Memoirs of Count Boruwlaski, containing a sketch of his travels, with an account of his reception at the different courts of Europe, Joseph Boruwlaski; 1820; Andrews, Durham

Józef Boruwłaski (1739–1837) was a Polish-born dwarf who toured in European and Turkish courts. Although not a nobleman by birth (the Count in his name did not refer to a real title), when Boruwlaski was fifteen and 64 cm (25 inches) tall he was adopted into the Eastern European aristocracy and taken into the care of Countess Humiecka. With the Countess he toured the homes of Europe’s elite including Empress Maria Theresa and the ex-King of Poland. In 1960 he travelled with the Countess to Paris where he frequented the court in various masked balls and pageants, reportedly impressing the ladies greatly, and entertaining crowds with his guitar playing. When Stanisław II acceded to the throne of Poland, he took Boruwlaski under his protection. When Boruwlaski fell in love with the Countess’ new companion, Isalina Barbutan, the countess threw him out but the King interceded on his behalf, gave him a small allowance and a coach to travel in, and with the royal backing he married Isalina. At first, Isalina, the child of a French couple who had settled in Poland, was reluctant to marry Joseph, but he bombarded her with love-letters and won her heart.
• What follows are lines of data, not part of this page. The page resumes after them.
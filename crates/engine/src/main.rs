//! RPG Calendar engine - Main entry point.

use tokio_util::sync::CancellationToken;
use tracing_subscriber::{layer::SubscriberExt, util::SubscriberInitExt};

use rpgcal_domain::CalendarSnapshot;
use rpgcal_engine::infrastructure::config::AppConfig;
use rpgcal_engine::use_cases::run_clock_ticker;
use rpgcal_engine::App;

#[tokio::main]
async fn main() -> anyhow::Result<()> {
    load_dotenv_from_repo_root();

    // Initialize logging
    tracing_subscriber::registry()
        .with(
            tracing_subscriber::EnvFilter::try_from_default_env()
                .unwrap_or_else(|_| "rpgcal_engine=info".into()),
        )
        .with(tracing_subscriber::fmt::layer())
        .init();

    tracing::info!("Starting RPG Calendar engine");

    let config = AppConfig::from_env()?;
    tracing::info!(
        epoch = %config.calendar.epoch(),
        hours_per_fictional_day = config.calendar.hours_per_fictional_day(),
        "Calendar configured"
    );

    let app = App::new(config.calendar);

    let cancel_token = CancellationToken::new();
    setup_shutdown_signal(cancel_token.clone());

    run_clock_ticker(
        app.calendar.clone(),
        app.clock.clone(),
        config.tick_period,
        cancel_token,
        log_snapshot,
    )
    .await;

    tracing::info!("RPG Calendar engine stopped");
    Ok(())
}

fn log_snapshot(snapshot: CalendarSnapshot) {
    tracing::info!(
        date = %snapshot.moment,
        clock = %snapshot.live.display_day_time(),
        period = %snapshot.live.period(),
        today = %snapshot.today_range.label(),
        game_month = %snapshot.game_month,
        week_ends_in = %snapshot.countdown,
        "Tick"
    );
}

/// Set up a signal handler that cancels the token on Ctrl+C or SIGTERM.
fn setup_shutdown_signal(cancel_token: CancellationToken) {
    tokio::spawn(async move {
        let ctrl_c = async {
            if let Err(e) = tokio::signal::ctrl_c().await {
                tracing::error!(error = %e, "Failed to listen for Ctrl+C");
            }
        };

        #[cfg(unix)]
        let terminate = async {
            match tokio::signal::unix::signal(tokio::signal::unix::SignalKind::terminate()) {
                Ok(mut signal) => {
                    signal.recv().await;
                }
                Err(e) => {
                    tracing::error!(error = %e, "Failed to install SIGTERM handler");
                    std::future::pending::<()>().await;
                }
            }
        };

        #[cfg(not(unix))]
        let terminate = std::future::pending::<()>();

        tokio::select! {
            _ = ctrl_c => {
                tracing::info!("Received Ctrl+C, shutting down...");
            }
            _ = terminate => {
                tracing::info!("Received SIGTERM, shutting down...");
            }
        }

        cancel_token.cancel();
    });
}

fn load_dotenv_from_repo_root() {
    let repo_root = std::path::Path::new(env!("CARGO_MANIFEST_DIR"))
        .join("..")
        .join("..");

    // Prefer local overrides.
    for filename in [".env.local", ".env"] {
        let path = repo_root.join(filename);
        if path.exists() {
            let _ = dotenvy::from_path(path);
        }
    }
}
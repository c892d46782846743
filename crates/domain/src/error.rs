//! Unified error types for the calendar domain
//!
//! The calendar arithmetic itself is total; errors only surface at the edges,
//! when a configuration is built or a stored value is read back.

use thiserror::Error;

/// Unified error type for domain operations
#[derive(Debug, Error, Clone, PartialEq, Eq)]
pub enum DomainError {
    /// Validation failed (e.g., invalid configuration values)
    #[error("Validation failed: {0}")]
    Validation(String),

    /// Parse error (for value objects read back from storage)
    #[error("Parse error: {0}")]
    Parse(String),
}

impl DomainError {
    /// Creates a validation error for rejected configuration.
    ///
    /// Use this when a calendar invariant would not hold:
    /// - A month has no days
    /// - A fictional day spans zero real hours
    /// - The leap month index is outside the month table
    ///
    /// # Example
    /// ```ignore
    /// if hours_per_fictional_day == 0 {
    ///     return Err(DomainError::validation("hours per fictional day must be positive"));
    /// }
    /// ```
    pub fn validation(msg: impl Into<String>) -> Self {
        Self::Validation(msg.into())
    }

    /// Creates a parse error for string-to-type conversion failures.
    pub fn parse(msg: impl Into<String>) -> Self {
        Self::Parse(msg.into())
    }
}
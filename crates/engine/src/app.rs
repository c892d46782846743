//! Application state and composition.

use std::sync::Arc;

use rpgcal_domain::{CalendarConfig, CalendarService, RpgCalendar};

use crate::infrastructure::{clock::SystemClock, ports::ClockPort};
use crate::use_cases::{BirthdayRoster, MonthlyGate};

/// Main application state.
///
/// Holds the calendar, the clock and the use cases built on them.
pub struct App {
    pub calendar: Arc<dyn CalendarService>,
    pub clock: Arc<dyn ClockPort>,
    pub use_cases: UseCases,
}

/// Container for all use cases.
pub struct UseCases {
    pub roster: BirthdayRoster,
    pub gate: MonthlyGate,
}

impl App {
    /// Compose the application around the host's system clock.
    pub fn new(config: CalendarConfig) -> Self {
        Self::with_clock(config, Arc::new(SystemClock::new()))
    }

    pub fn with_clock(config: CalendarConfig, clock: Arc<dyn ClockPort>) -> Self {
        let calendar: Arc<dyn CalendarService> = Arc::new(RpgCalendar::new(config));

        let use_cases = UseCases {
            roster: BirthdayRoster::new(calendar.clone(), clock.clone()),
            gate: MonthlyGate::new(calendar.clone(), clock.clone()),
        };

        Self {
            calendar,
            clock,
            use_cases,
        }
    }
}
At the age of 25, Boruwlaski stood 89 cm (35 inches tall), and five years later, measured 99 cm (39 inches), which was to be his final height. After further tours of Austria, Germany, and Turkey, he made his way to England with his wife, where he was presented to George IV and the rest of the royal family. He also met the Irish giant Patrick Cotter and the famously overweight Daniel Lambert. Although he was sometimes able to make a reasonable living from playing the guitar, the problems and expenses of touring sometimes wore Boruwlaski down. Money problems forced Joseph to display himself for money (which he found deeply humiliating) and to bring out three different editions of his autobiography, the last published at Durham in 1820. Eventually, in his advancing years, Boruwlaski accepted an offer to live in Durham, from Thomas Ebdon, organist of Durham cathedral. He died in Durham, on September 5, 1837, at the age of 97. (Wikipedia)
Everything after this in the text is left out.